In my view, Judge Marshall erred in the sweeping scope of the order. While the courts tend to support these orders, it should be narrowed in light of the countervailing First Amendment interests.



9 thoughts on “Victim’s Family in the University of Idaho Murders Appeals Gag Order”

  1. Jonathan Turley: Assuming the defendant pleads “not guilty” a trial jury panel, plus alternates, will have to be selected from the adult residents of Latah County, Idaho. There aren’t very many. So how is a presumably fair trial going to be conducted?

    And no, from just across the state border, I don’t actually know everybody in Latah County personally. But the ones I do know have already made up their minds about the defendant’s guilt.

    1. The judge has control of his courtroom only – sequester your jury, Your Honor. The judge has no power to amend the Constitution.

      Is there any such thing as a “fair trial”?

      Every political trial is corrupted by charging in, and employing, the Washington, D.C., venue.

      No doubt O.J. Simpson is innocent.

    2. David – I am amazed you do not know everyone in Latah County since it is the place to buy goods.

  2. Until we hear what Idaho’s version of Johnny Cochrane has to tell TMZ, clearly the public’s and likely the defense’s interests are not being protected.

  3. Statements of those who may have proprietary information due to discovery proceedings may very well have an effect on the opinions of the public. However, it is incumbent upon a court to assemble a jury whose members have not been affected by pre-trial publicity regardless of the inconvenience. This may be difficult, but no one ever said that it was or should be easy. Free speech (with very few careful exceptions) is the law of our land and the most important one at that. As this article suggests, the gag order concept is being abused and this is not a surprise. When it comes to speech, there is no limit to the justification made to curtail it. I say err on the side of the First Amendment.

  4. Unless they are active parties to the case there is no need to gag people. I think free speech is worth that risk.
    That will force attorneys in the case to concentrate on picking good jurors rather than people who don’t read papers or watch the news or anything else. Then you just end up with dumb jurors. I would rather a juror be aware of the world and capable of listening and making an informed judgement.

  5. It is interesting that the Courts increasing view themselves as outside the confines of the Constitution and the Bill of Rights. One of the best examples was in a recent Congressional confirmation hearing for an appellate court judgeship, the one candidate did not even know what Article 2 or 5 of the constitution pertained to. I surely hope some Judges read your articles!

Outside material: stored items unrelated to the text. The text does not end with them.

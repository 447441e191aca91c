// Per-function compile state: the prototype under construction plus the
// register allocator, pending-jump bookkeeping, block chain, and the
// constant-deduplication map.

use ahash::RandomState;
use std::collections::HashMap;

use crate::compiler::expdesc::NO_JUMP;
use crate::gc::StrId;
use crate::lua_value::Proto;

/// Hashable stand-in for a constant value; floats key by bit pattern, and
/// integer/float constants never merge.
#[derive(Debug, Clone, Copy, PartialEq, Eq, Hash)]
pub enum ConstKey {
    Nil,
    True,
    False,
    Int(i64),
    Float(u64),
    Str(StrId),
}

pub struct BlockCnt {
    /// Index of this block's first active label in the parser list.
    pub first_label: usize,
    /// Index of this block's first pending goto.
    pub first_goto: usize,
    /// Active locals outside the block.
    pub nactvar: u8,
    /// Some local in the block is captured by a closure; a close must be
    /// emitted when the block exits.
    pub upval: bool,
    pub is_loop: bool,
}

/// A label or a pending goto ("break" is a goto with a reserved name).
pub struct LabelDesc {
    pub name: StrId,
    /// For labels: target pc. For gotos: pc of the pending JMP.
    pub pc: i32,
    pub line: u32,
    pub nactvar: u8,
}

/// An active local: index of its debug entry in the prototype.
pub struct VarDesc {
    pub name: StrId,
    pub locvar_idx: u32,
}

pub struct FuncState {
    pub proto: Proto,
    pub const_map: HashMap<ConstKey, u32, RandomState>,
    /// pc of the last jump target, to avoid wrong optimizations across
    /// labels.
    pub lasttarget: i32,
    /// List of pending jumps whose target is the next instruction.
    pub jpc: i32,
    /// Active local count; also the low watermark of reserved registers.
    pub nactvar: u8,
    /// First unused register; invariant freereg >= nactvar.
    pub freereg: u8,
    /// Base of this function's slice of the parser's active-var list.
    pub first_local: usize,
    /// Base of this function's slice of the label/goto lists.
    pub first_label: usize,
    pub first_goto: usize,
    pub blocks: Vec<BlockCnt>,
}

impl FuncState {
    pub fn new(source: Option<StrId>, linedefined: u32) -> Self {
        let mut proto = Proto::new();
        proto.source = source;
        proto.linedefined = linedefined;
        FuncState {
            proto,
            const_map: HashMap::with_hasher(RandomState::new()),
            lasttarget: NO_JUMP,
            jpc: NO_JUMP,
            nactvar: 0,
            freereg: 0,
            first_local: 0,
            first_label: 0,
            first_goto: 0,
            blocks: Vec::new(),
        }
    }

    #[inline(always)]
    pub fn pc(&self) -> i32 {
        self.proto.code.len() as i32
    }

    pub fn block(&self) -> &BlockCnt {
        self.blocks.last().expect("no active block")
    }

    pub fn block_mut(&mut self) -> &mut BlockCnt {
        self.blocks.last_mut().expect("no active block")
    }
}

  6. Free speech concerns – agreed. But what about a fair trial? Little bit of tension there between those rights. Which one is the most critical?

    1. To deny the freedom of speech, one must amend the Constitution.

      In a nation of laws, laws must be obeyed.

      The judge has power over his courtroom only, not America, his action must be to sequester the jury.

      It is not rational and coherent, or necessary and proper, to write a constitution and, subsequently, deny it.

      The only denial of constitutional rights and freedoms in the Constitution is the suspension of habeas corpus during invasion or rebellion (not pandemic).

      People must adapt to the outcomes of freedom.

      Freedom does not adapt to people.

      Dictatorship does.

      This judge must be impeached and convicted for abuse of power, usurpation of power, denial of constitutional rights et al.